PROBLEM DETAILS => The lines below are to be quoted exactly, from the first through the one that contains "socket without a".

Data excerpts

▬▬▬▬▬▬

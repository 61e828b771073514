//! Websocket transport losing its socket and coming back.
//!
//! A scripted relay accepts two sessions. The first greets with a roster
//! containing `B`, reads one frame and then drops the socket without a
//! closing handshake. The second greets with `C` and records every frame.

#![allow(clippy::unwrap_used)]

use std::time::Duration;

use futures::{SinkExt, StreamExt};
use tokio::net::TcpListener;
use tokio::sync::mpsc;
use tokio_tungstenite::tungstenite::Message;
use wayfarer_core::transport::EventSource;
use wayfarer_core::{
    ConnectionId, PeerRegistry, ReconnectPolicy, RelayClient, RelayTransport, TransportEvent,
    WsTransport, event_channel,
};
use wayfarer_types::{
    ClientEvent, ConnectionState, Handshake, ParticipantId, PositionSample, ServerEvent,
};

/// Session number and the sample received on it.
type Received = mpsc::UnboundedReceiver<(u32, PositionSample)>;

async fn spawn_flaky_relay() -> (String, Received) {
    let listener = TcpListener::bind("127.0.0.1:0").await.unwrap();
    let addr = listener.local_addr().unwrap();
    let (tx, rx) = mpsc::unbounded_channel();

    tokio::spawn(async move {
        for (session, peer) in [(1_u32, "B"), (2, "C")] {
            let (stream, _) = listener.accept().await.unwrap();
            let mut socket = tokio_tungstenite::accept_async(stream).await.unwrap();

            let roster = ServerEvent::ConnectedUsers(vec![PositionSample::new(
                ParticipantId::new(peer),
                40.0,
                -73.0,
                5.0,
                1,
            )]);
            socket
                .send(Message::Text(serde_json::to_string(&roster).unwrap()))
                .await
                .unwrap();

            while let Some(Ok(Message::Text(text))) = socket.next().await {
                let event: ClientEvent = serde_json::from_str(&text).unwrap();
                let ClientEvent::LocationUpdate(sample) = event;
                let _ = tx.send((session, sample));
                if session == 1 {
                    break;
                }
            }
            // Dropping the first session here resets it mid-stream.
        }
    });

    (format!("ws://{addr}/ws/location"), rx)
}

fn handshake() -> Handshake {
    Handshake {
        participant_id: ParticipantId::new("A"),
        display_name: String::from("Asha"),
    }
}

fn own_sample(ts: i64) -> PositionSample {
    PositionSample::new(ParticipantId::new("A"), 40.7, -73.9, 4.0, ts)
}

fn quick_policy(initial: Duration) -> ReconnectPolicy {
    ReconnectPolicy {
        initial,
        max: initial,
        jitter: 0.0,
    }
}

/// Apply transport events until `done` holds, recording each new state.
async fn drive_until(
    relay: &mut RelayClient<WsTransport>,
    source: &mut EventSource,
    registry: &mut PeerRegistry,
    states: &mut Vec<ConnectionState>,
    done: impl Fn(&RelayClient<WsTransport>, &PeerRegistry) -> bool,
) {
    tokio::time::timeout(Duration::from_secs(10), async {
        while !done(relay, registry) {
            let (id, event) = source.recv().await.unwrap();
            relay.handle(id, event, registry);
            if states.last() != Some(&relay.state()) {
                states.push(relay.state());
            }
        }
    })
    .await
    .unwrap();
}

async fn next_event(source: &mut EventSource, wanted: impl Fn(&TransportEvent) -> bool) {
    tokio::time::timeout(Duration::from_secs(10), async {
        loop {
            let (_, event) = source.recv().await.unwrap();
            if wanted(&event) {
                return;
            }
        }
    })
    .await
    .unwrap();
}

async fn next_received(received: &mut Received) -> (u32, i64) {
    let (session, sample) = tokio::time::timeout(Duration::from_secs(10), received.recv())
        .await
        .unwrap()
        .unwrap();
    assert_eq!(sample.participant_id.as_str(), "A");
    (session, sample.timestamp)
}

fn has_peer(registry: &PeerRegistry, id: &str) -> bool {
    registry.get(&ParticipantId::new(id)).is_some()
}

#[tokio::test]
async fn client_recovers_after_socket_loss_and_reseeds_roster() {
    let (url, mut received) = spawn_flaky_relay().await;
    let (sink, mut source) = event_channel();
    let transport = WsTransport::new(url, sink).with_policy(quick_policy(Duration::from_millis(100)));
    let mut relay = RelayClient::new(transport, handshake());
    let mut registry = PeerRegistry::new(ParticipantId::new("A"));
    let mut states = Vec::new();

    relay.connect();
    states.push(relay.state());

    drive_until(&mut relay, &mut source, &mut registry, &mut states, |_, r| {
        has_peer(r, "B")
    })
    .await;
    assert!(relay.send(&own_sample(1)));

    drive_until(&mut relay, &mut source, &mut registry, &mut states, |c, _| {
        c.state() == ConnectionState::Reconnecting
    })
    .await;
    assert!(relay.status().last_error.is_some());
    assert!(!relay.send(&own_sample(2)), "sent while reconnecting");

    drive_until(&mut relay, &mut source, &mut registry, &mut states, |c, r| {
        c.state() == ConnectionState::Connected && has_peer(r, "C")
    })
    .await;
    assert_eq!(relay.status().last_error, None);
    assert!(relay.send(&own_sample(3)));

    assert_eq!(
        states,
        vec![
            ConnectionState::Connecting,
            ConnectionState::Connected,
            ConnectionState::Reconnecting,
            ConnectionState::Connected,
        ]
    );

    // The roster is additive: B from the first session stays until the
    // relay announces its departure.
    let ids: Vec<String> = registry
        .snapshot()
        .into_iter()
        .map(|e| e.participant_id.to_string())
        .collect();
    assert_eq!(ids, vec!["B", "C"]);

    assert_eq!(next_received(&mut received).await, (1, 1));
    assert_eq!(next_received(&mut received).await, (2, 3));

    relay.disconnect();
}

#[tokio::test]
async fn frames_queued_during_backoff_are_discarded() {
    let (url, mut received) = spawn_flaky_relay().await;
    let (sink, mut source) = event_channel();
    let mut transport =
        WsTransport::new(url, sink).with_policy(quick_policy(Duration::from_millis(300)));

    transport.open(ConnectionId::new(1), &handshake());
    next_event(&mut source, |e| *e == TransportEvent::Connected).await;
    transport
        .send(ClientEvent::LocationUpdate(own_sample(1)))
        .unwrap();

    next_event(&mut source, |e| matches!(e, TransportEvent::Dropped(_))).await;
    // The socket is gone but the generation is still open, so the frame is
    // accepted into the queue.
    transport
        .send(ClientEvent::LocationUpdate(own_sample(2)))
        .unwrap();

    next_event(&mut source, |e| *e == TransportEvent::Connected).await;
    transport
        .send(ClientEvent::LocationUpdate(own_sample(3)))
        .unwrap();

    assert_eq!(next_received(&mut received).await, (1, 1));
    assert_eq!(next_received(&mut received).await, (2, 3));

    transport.close();
}
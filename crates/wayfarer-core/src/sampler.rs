//! Geolocation sampler.
//!
//! Wraps a platform position-watch primitive ([`LocationProvider`]) and turns
//! it into a lazy, infinite, restartable stream of [`SamplerEvent`]s:
//!
//! - nothing is read until the [`SampleHandle`] is polled, and at most one
//!   fix is in flight at a time;
//! - every sample carries a best-effort battery level;
//! - timestamps never go backwards within one handle;
//! - transient failures are surfaced as [`SamplerEvent::Error`] while the
//!   watch keeps running;
//! - [`SampleHandle::stop`] drops the underlying subscription and may be
//!   called any number of times.

use std::pin::Pin;
use std::sync::Arc;
use std::task::{Context, Poll};
use std::time::Duration;

use futures::stream::{self, BoxStream};
use futures::{Stream, StreamExt};
use serde::Deserialize;
use tracing::{debug, info};
use wayfarer_types::{ParticipantId, PositionSample, TrackingConfiguration};

use crate::battery::BatteryGauge;
use crate::error::{AcquisitionError, SamplerError};

/// Upper bound on a battery read attached to one sample.
pub const BATTERY_READ_LIMIT: Duration = Duration::from_millis(250);

/// A raw fix from a location provider, before identity and battery are
/// attached.
#[derive(Debug, Clone, PartialEq, Deserialize)]
#[serde(rename_all = "camelCase")]
pub struct Fix {
    /// Latitude in degrees.
    pub latitude: f64,
    /// Longitude in degrees.
    pub longitude: f64,
    /// Horizontal accuracy in metres.
    pub accuracy: f64,
    /// Heading in degrees from true north.
    #[serde(default)]
    pub heading: Option<f64>,
    /// Speed in metres per second.
    #[serde(default)]
    pub speed: Option<f64>,
    /// Milliseconds since the Unix epoch.
    pub timestamp: i64,
}

/// Options handed to the provider when a watch starts.
#[derive(Debug, Clone, Copy, PartialEq, Eq)]
pub struct WatchOptions {
    /// Prefer precision over battery.
    pub high_accuracy: bool,
    /// Desired spacing between fixes.
    pub update_interval: Duration,
    /// Oldest acceptable cached fix; zero means fresh fixes only.
    pub maximum_age: Duration,
    /// How long to wait for a fix before reporting a timeout.
    pub timeout: Duration,
}

impl From<&TrackingConfiguration> for WatchOptions {
    fn from(config: &TrackingConfiguration) -> Self {
        Self {
            high_accuracy: config.high_accuracy,
            update_interval: config.update_interval_hint(),
            maximum_age: config.max_sample_age(),
            timeout: config.acquisition_timeout(),
        }
    }
}

/// Stream of fixes or transient errors from a provider.
pub type FixStream = BoxStream<'static, Result<Fix, AcquisitionError>>;

/// A platform's continuous position-watch primitive.
pub trait LocationProvider: Send + Sync {
    /// Short name for logging.
    fn name(&self) -> &str;

    /// Whether the platform has any location capability.
    fn is_supported(&self) -> bool;

    /// Begin watching. The stream runs until dropped.
    fn watch(&self, options: &WatchOptions) -> FixStream;
}

/// One element of the sampler stream.
#[derive(Debug, Clone, PartialEq)]
pub enum SamplerEvent {
    /// A new local position.
    Sample(PositionSample),
    /// A transient failure; the watch continues.
    Error(AcquisitionError),
}

/// Produces sample streams for the local participant.
#[derive(Clone)]
pub struct Sampler {
    participant_id: ParticipantId,
    provider: Arc<dyn LocationProvider>,
    battery: BatteryGauge,
}

impl Sampler {
    /// Create a sampler for `participant_id` over `provider`.
    pub fn new(
        participant_id: ParticipantId,
        provider: Arc<dyn LocationProvider>,
        battery: BatteryGauge,
    ) -> Self {
        Self {
            participant_id,
            provider,
            battery,
        }
    }

    /// Start a watch.
    ///
    /// # Errors
    ///
    /// Returns [`SamplerError::UnsupportedPlatform`] when the provider has no
    /// location capability and [`SamplerError::Disabled`] when tracking is
    /// switched off. Both are reported before any I/O happens.
    pub fn start(&self, config: &TrackingConfiguration) -> Result<SampleHandle, SamplerError> {
        if !self.provider.is_supported() {
            return Err(SamplerError::UnsupportedPlatform);
        }
        if !config.enabled {
            return Err(SamplerError::Disabled);
        }

        let options = WatchOptions::from(config);
        info!(
            provider = self.provider.name(),
            high_accuracy = options.high_accuracy,
            interval_ms = options.update_interval.as_millis(),
            timeout_ms = options.timeout.as_millis(),
            "starting position watch"
        );

        let state = WatchState {
            fixes: self.provider.watch(&options),
            participant_id: self.participant_id.clone(),
            battery: self.battery.clone(),
            timeout: options.timeout,
            last_timestamp: None,
        };
        let events = stream::unfold(state, |mut state| async move {
            let event = state.next_event().await?;
            Some((event, state))
        });

        Ok(SampleHandle {
            events: Some(events.boxed()),
        })
    }
}

impl core::fmt::Debug for Sampler {
    fn fmt(&self, f: &mut core::fmt::Formatter<'_>) -> core::fmt::Result {
        f.debug_struct("Sampler")
            .field("participant_id", &self.participant_id)
            .field("provider", &self.provider.name())
            .field("battery", &self.battery)
            .finish()
    }
}

/// Per-watch state threaded through the sample stream.
struct WatchState {
    fixes: FixStream,
    participant_id: ParticipantId,
    battery: BatteryGauge,
    timeout: Duration,
    last_timestamp: Option<i64>,
}

impl WatchState {
    /// Wait for the next fix or error. `None` only if the provider ends.
    async fn next_event(&mut self) -> Option<SamplerEvent> {
        let next = if self.timeout.is_zero() {
            self.fixes.next().await
        } else {
            match tokio::time::timeout(self.timeout, self.fixes.next()).await {
                Ok(next) => next,
                Err(_) => return Some(SamplerEvent::Error(AcquisitionError::Timeout)),
            }
        };

        match next? {
            Ok(fix) => Some(SamplerEvent::Sample(self.attach(fix).await)),
            Err(e) => {
                debug!(error = %e, "position acquisition failed");
                Some(SamplerEvent::Error(e))
            }
        }
    }

    async fn attach(&mut self, fix: Fix) -> PositionSample {
        let timestamp = self
            .last_timestamp
            .map_or(fix.timestamp, |last| fix.timestamp.max(last));
        self.last_timestamp = Some(timestamp);

        PositionSample {
            participant_id: self.participant_id.clone(),
            latitude: fix.latitude,
            longitude: fix.longitude,
            accuracy: fix.accuracy,
            heading: fix.heading,
            speed: fix.speed,
            timestamp,
            battery_level: self.battery.read_within(BATTERY_READ_LIMIT).await,
        }
    }
}

/// A running watch.
///
/// Implements [`Stream`]; polling it drives the underlying provider.
pub struct SampleHandle {
    events: Option<BoxStream<'static, SamplerEvent>>,
}

impl SampleHandle {
    /// Cancel the underlying subscription. Safe to call repeatedly.
    pub fn stop(&mut self) {
        if self.events.take().is_some() {
            debug!("position watch stopped");
        }
    }

    /// Whether the watch is still running.
    pub const fn is_active(&self) -> bool {
        self.events.is_some()
    }
}

impl Stream for SampleHandle {
    type Item = SamplerEvent;

    fn poll_next(mut self: Pin<&mut Self>, cx: &mut Context<'_>) -> Poll<Option<Self::Item>> {
        let Some(events) = self.events.as_mut() else {
            return Poll::Ready(None);
        };
        match events.poll_next_unpin(cx) {
            Poll::Ready(None) => {
                self.events = None;
                Poll::Ready(None)
            }
            other => other,
        }
    }
}

impl core::fmt::Debug for SampleHandle {
    fn fmt(&self, f: &mut core::fmt::Formatter<'_>) -> core::fmt::Result {
        f.debug_struct("SampleHandle")
            .field("active", &self.is_active())
            .finish()
    }
}

// ---------------------------------------------------------------------------
// Providers
// ---------------------------------------------------------------------------

/// A platform with no location capability.
#[derive(Debug, Clone, Copy, Default)]
pub struct NoLocation;

impl LocationProvider for NoLocation {
    fn name(&self) -> &str {
        "none"
    }

    fn is_supported(&self) -> bool {
        false
    }

    fn watch(&self, _options: &WatchOptions) -> FixStream {
        stream::empty().boxed()
    }
}

/// Replays a fixed script of fixes and errors.
///
/// Items are released one per interval (the provider's own interval, or the
/// watch's update interval hint). Once the script is exhausted the watch
/// stays open without producing anything, like a stationary device.
#[derive(Debug, Clone, Default)]
pub struct ReplayProvider {
    script: Vec<Result<Fix, AcquisitionError>>,
    interval: Option<Duration>,
}

impl ReplayProvider {
    /// Replay `script` at the watch's update interval.
    pub const fn new(script: Vec<Result<Fix, AcquisitionError>>) -> Self {
        Self {
            script,
            interval: None,
        }
    }

    /// Replay a list of fixes with no errors.
    pub fn from_fixes(fixes: Vec<Fix>) -> Self {
        Self::new(fixes.into_iter().map(Ok).collect())
    }

    /// Override the release interval.
    #[must_use]
    pub const fn with_interval(mut self, interval: Duration) -> Self {
        self.interval = Some(interval);
        self
    }
}

impl LocationProvider for ReplayProvider {
    fn name(&self) -> &str {
        "replay"
    }

    fn is_supported(&self) -> bool {
        true
    }

    fn watch(&self, options: &WatchOptions) -> FixStream {
        let interval = self.interval.unwrap_or(options.update_interval);
        let script = stream::iter(self.script.clone()).then(move |item| async move {
            tokio::time::sleep(interval).await;
            item
        });
        script.chain(stream::pending()).boxed()
    }
}
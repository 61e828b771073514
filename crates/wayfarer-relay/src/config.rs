//! Relay configuration.
//!
//! Loaded once at startup from environment variables:
//!
//! - `RELAY_HOST` -- bind address (default `0.0.0.0`)
//! - `RELAY_PORT` -- TCP port (default `3001`)
//! - `RELAY_BROADCAST_CAPACITY` -- fan-out buffer per subscriber (default 256)

use crate::server::{ServerConfig, ServerError};
use crate::state::DEFAULT_BROADCAST_CAPACITY;

/// Default relay port.
pub const DEFAULT_PORT: u16 = 3001;

/// Complete relay configuration.
#[derive(Debug, Clone)]
pub struct RelayConfig {
    /// Where to listen.
    pub server: ServerConfig,
    /// Broadcast channel capacity.
    pub broadcast_capacity: usize,
}

impl RelayConfig {
    /// Load configuration from the process environment.
    pub fn from_env() -> Result<Self, ServerError> {
        Self::from_lookup(|key| std::env::var(key).ok())
    }

    /// Load configuration through an arbitrary variable lookup.
    pub fn from_lookup(lookup: impl Fn(&str) -> Option<String>) -> Result<Self, ServerError> {
        let host = lookup("RELAY_HOST").unwrap_or_else(|| "0.0.0.0".to_owned());

        let port: u16 = lookup("RELAY_PORT")
            .unwrap_or_else(|| DEFAULT_PORT.to_string())
            .parse()
            .map_err(|e| ServerError::Config(format!("invalid RELAY_PORT: {e}")))?;

        let broadcast_capacity: usize = lookup("RELAY_BROADCAST_CAPACITY")
            .unwrap_or_else(|| DEFAULT_BROADCAST_CAPACITY.to_string())
            .parse()
            .map_err(|e| ServerError::Config(format!("invalid RELAY_BROADCAST_CAPACITY: {e}")))?;
        if broadcast_capacity == 0 {
            return Err(ServerError::Config(
                "RELAY_BROADCAST_CAPACITY must be at least 1".to_owned(),
            ));
        }

        Ok(Self {
            server: ServerConfig { host, port },
            broadcast_capacity,
        })
    }
}

#[cfg(test)]
mod tests {
    #![allow(clippy::unwrap_used)]

    use std::collections::HashMap;

    use super::*;

    fn lookup(vars: &[(&str, &str)]) -> impl Fn(&str) -> Option<String> {
        let vars: HashMap<String, String> = vars
            .iter()
            .map(|(k, v)| ((*k).to_owned(), (*v).to_owned()))
            .collect();
        move |key| vars.get(key).cloned()
    }

    #[test]
    fn defaults_apply() {
        let config = RelayConfig::from_lookup(lookup(&[])).unwrap();
        assert_eq!(config.server.host, "0.0.0.0");
        assert_eq!(config.server.port, 3001);
        assert_eq!(config.broadcast_capacity, 256);
    }

    #[test]
    fn overrides_are_parsed() {
        let config = RelayConfig::from_lookup(lookup(&[
            ("RELAY_HOST", "127.0.0.1"),
            ("RELAY_PORT", "9000"),
            ("RELAY_BROADCAST_CAPACITY", "16"),
        ]))
        .unwrap();
        assert_eq!(config.server.host, "127.0.0.1");
        assert_eq!(config.server.port, 9000);
        assert_eq!(config.broadcast_capacity, 16);
    }

    #[test]
    fn bad_values_are_rejected() {
        assert!(RelayConfig::from_lookup(lookup(&[("RELAY_PORT", "http")])).is_err());
        assert!(RelayConfig::from_lookup(lookup(&[("RELAY_BROADCAST_CAPACITY", "0")])).is_err());
    }
}
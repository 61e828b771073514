//! Location-domain types shared by the client core and the relay.
//!
//! Covers [`PositionSample`] (one geolocation fix from one participant),
//! [`PeerEntry`] (the registry's view of a participant), the relay
//! connection status, and the sampler's [`TrackingConfiguration`].

use std::time::Duration;

use serde::{Deserialize, Serialize};
use ts_rs::TS;

use crate::ids::ParticipantId;

// ---------------------------------------------------------------------------
// PositionSample
// ---------------------------------------------------------------------------

/// A single position fix reported by a participant.
///
/// Coordinates are WGS84 degrees. `timestamp` is milliseconds since the Unix
/// epoch and never decreases for a given participant.
#[derive(Debug, Clone, PartialEq, Serialize, Deserialize, TS)]
#[serde(rename_all = "camelCase")]
#[ts(export, export_to = "bindings/")]
pub struct PositionSample {
    /// Participant that produced this fix.
    pub participant_id: ParticipantId,
    /// Latitude in degrees, positive north.
    pub latitude: f64,
    /// Longitude in degrees, positive east.
    pub longitude: f64,
    /// Horizontal accuracy radius in metres.
    pub accuracy: f64,
    /// Direction of travel in degrees clockwise from true north.
    #[serde(default, skip_serializing_if = "Option::is_none")]
    pub heading: Option<f64>,
    /// Ground speed in metres per second.
    #[serde(default, skip_serializing_if = "Option::is_none")]
    pub speed: Option<f64>,
    /// Milliseconds since the Unix epoch.
    pub timestamp: i64,
    /// Device battery charge in percent (0-100).
    #[serde(default, skip_serializing_if = "Option::is_none")]
    pub battery_level: Option<u8>,
}

impl PositionSample {
    /// Build a sample with only the mandatory fields set.
    pub const fn new(
        participant_id: ParticipantId,
        latitude: f64,
        longitude: f64,
        accuracy: f64,
        timestamp: i64,
    ) -> Self {
        Self {
            participant_id,
            latitude,
            longitude,
            accuracy,
            heading: None,
            speed: None,
            timestamp,
            battery_level: None,
        }
    }

    /// Check that the sample describes a real point on the globe.
    ///
    /// Rejects non-finite or out-of-range coordinates, negative or non-finite
    /// accuracy, battery levels above 100, and empty participant ids.
    pub fn is_valid(&self) -> bool {
        let lat_ok = self.latitude.is_finite() && (-90.0..=90.0).contains(&self.latitude);
        let lon_ok = self.longitude.is_finite() && (-180.0..=180.0).contains(&self.longitude);
        let accuracy_ok = self.accuracy.is_finite() && self.accuracy >= 0.0;
        let heading_ok = self.heading.is_none_or(f64::is_finite);
        let speed_ok = self.speed.is_none_or(f64::is_finite);
        let battery_ok = self.battery_level.is_none_or(|level| level <= 100);
        lat_ok
            && lon_ok
            && accuracy_ok
            && heading_ok
            && speed_ok
            && battery_ok
            && !self.participant_id.is_empty()
    }
}

// ---------------------------------------------------------------------------
// PeerEntry
// ---------------------------------------------------------------------------

/// The registry's record for one participant.
#[derive(Debug, Clone, PartialEq, Serialize, Deserialize, TS)]
#[serde(rename_all = "camelCase")]
#[ts(export, export_to = "bindings/")]
pub struct PeerEntry {
    /// Registry key.
    pub participant_id: ParticipantId,
    /// Most recent accepted sample.
    pub latest: PositionSample,
    /// True only for the local participant's own entry.
    pub is_self: bool,
}

// ---------------------------------------------------------------------------
// Connection status
// ---------------------------------------------------------------------------

/// Lifecycle state of the relay connection.
#[derive(Debug, Clone, Copy, PartialEq, Eq, Hash, Default, Serialize, Deserialize, TS)]
#[serde(rename_all = "snake_case")]
#[ts(export, export_to = "bindings/")]
pub enum ConnectionState {
    /// No connection and none being attempted.
    #[default]
    Disconnected,
    /// First connection attempt in progress.
    Connecting,
    /// Connection established and acknowledged by the relay.
    Connected,
    /// Connection was lost; the transport is retrying.
    Reconnecting,
}

impl core::fmt::Display for ConnectionState {
    fn fmt(&self, f: &mut core::fmt::Formatter<'_>) -> core::fmt::Result {
        let label = match self {
            Self::Disconnected => "disconnected",
            Self::Connecting => "connecting",
            Self::Connected => "connected",
            Self::Reconnecting => "reconnecting",
        };
        f.write_str(label)
    }
}

/// Connection state plus the most recent connection error, if any.
#[derive(Debug, Clone, PartialEq, Eq, Default, Serialize, Deserialize, TS)]
#[serde(rename_all = "camelCase")]
#[ts(export, export_to = "bindings/")]
pub struct ConnectionStatus {
    /// Current lifecycle state.
    pub state: ConnectionState,
    /// Human-readable description of the last connect error.
    ///
    /// Cleared when a connection succeeds.
    pub last_error: Option<String>,
}

// ---------------------------------------------------------------------------
// TrackingConfiguration
// ---------------------------------------------------------------------------

/// Default update interval hint handed to the location provider.
const DEFAULT_UPDATE_INTERVAL_MS: u64 = 5_000;

/// Default time to wait for a fix before reporting a timeout.
const DEFAULT_ACQUISITION_TIMEOUT_MS: u64 = 10_000;

/// How the geolocation sampler should be configured.
///
/// The durations are hints for the location provider, not real-time
/// guarantees.
#[derive(Debug, Clone, PartialEq, Eq, Serialize, Deserialize, TS)]
#[serde(rename_all = "camelCase")]
#[ts(export, export_to = "bindings/")]
pub struct TrackingConfiguration {
    /// Whether tracking is switched on at all.
    pub enabled: bool,
    /// Prefer precision over battery life.
    pub high_accuracy: bool,
    /// Desired spacing between fixes, in milliseconds.
    pub update_interval_hint_ms: u64,
    /// Oldest cached fix the provider may hand back, in milliseconds.
    ///
    /// Zero means only fresh fixes are acceptable.
    pub max_sample_age_ms: u64,
    /// How long to wait for a fix before reporting a timeout, in milliseconds.
    pub acquisition_timeout_ms: u64,
}

impl TrackingConfiguration {
    /// Update interval hint as a [`Duration`].
    pub const fn update_interval_hint(&self) -> Duration {
        Duration::from_millis(self.update_interval_hint_ms)
    }

    /// Maximum accepted fix age as a [`Duration`].
    pub const fn max_sample_age(&self) -> Duration {
        Duration::from_millis(self.max_sample_age_ms)
    }

    /// Acquisition timeout as a [`Duration`].
    pub const fn acquisition_timeout(&self) -> Duration {
        Duration::from_millis(self.acquisition_timeout_ms)
    }
}

impl Default for TrackingConfiguration {
    fn default() -> Self {
        Self {
            enabled: true,
            high_accuracy: true,
            update_interval_hint_ms: DEFAULT_UPDATE_INTERVAL_MS,
            max_sample_age_ms: 0,
            acquisition_timeout_ms: DEFAULT_ACQUISITION_TIMEOUT_MS,
        }
    }
}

▬▬▬▬▬▬

EXERCISE ANSWER =>
repository 61e828b771073514
//! Websocket transport losing its socket and coming back.
//!
//! A scripted relay accepts two sessions. The first greets with a roster
//! containing `B`, reads one frame and then drops the socket without a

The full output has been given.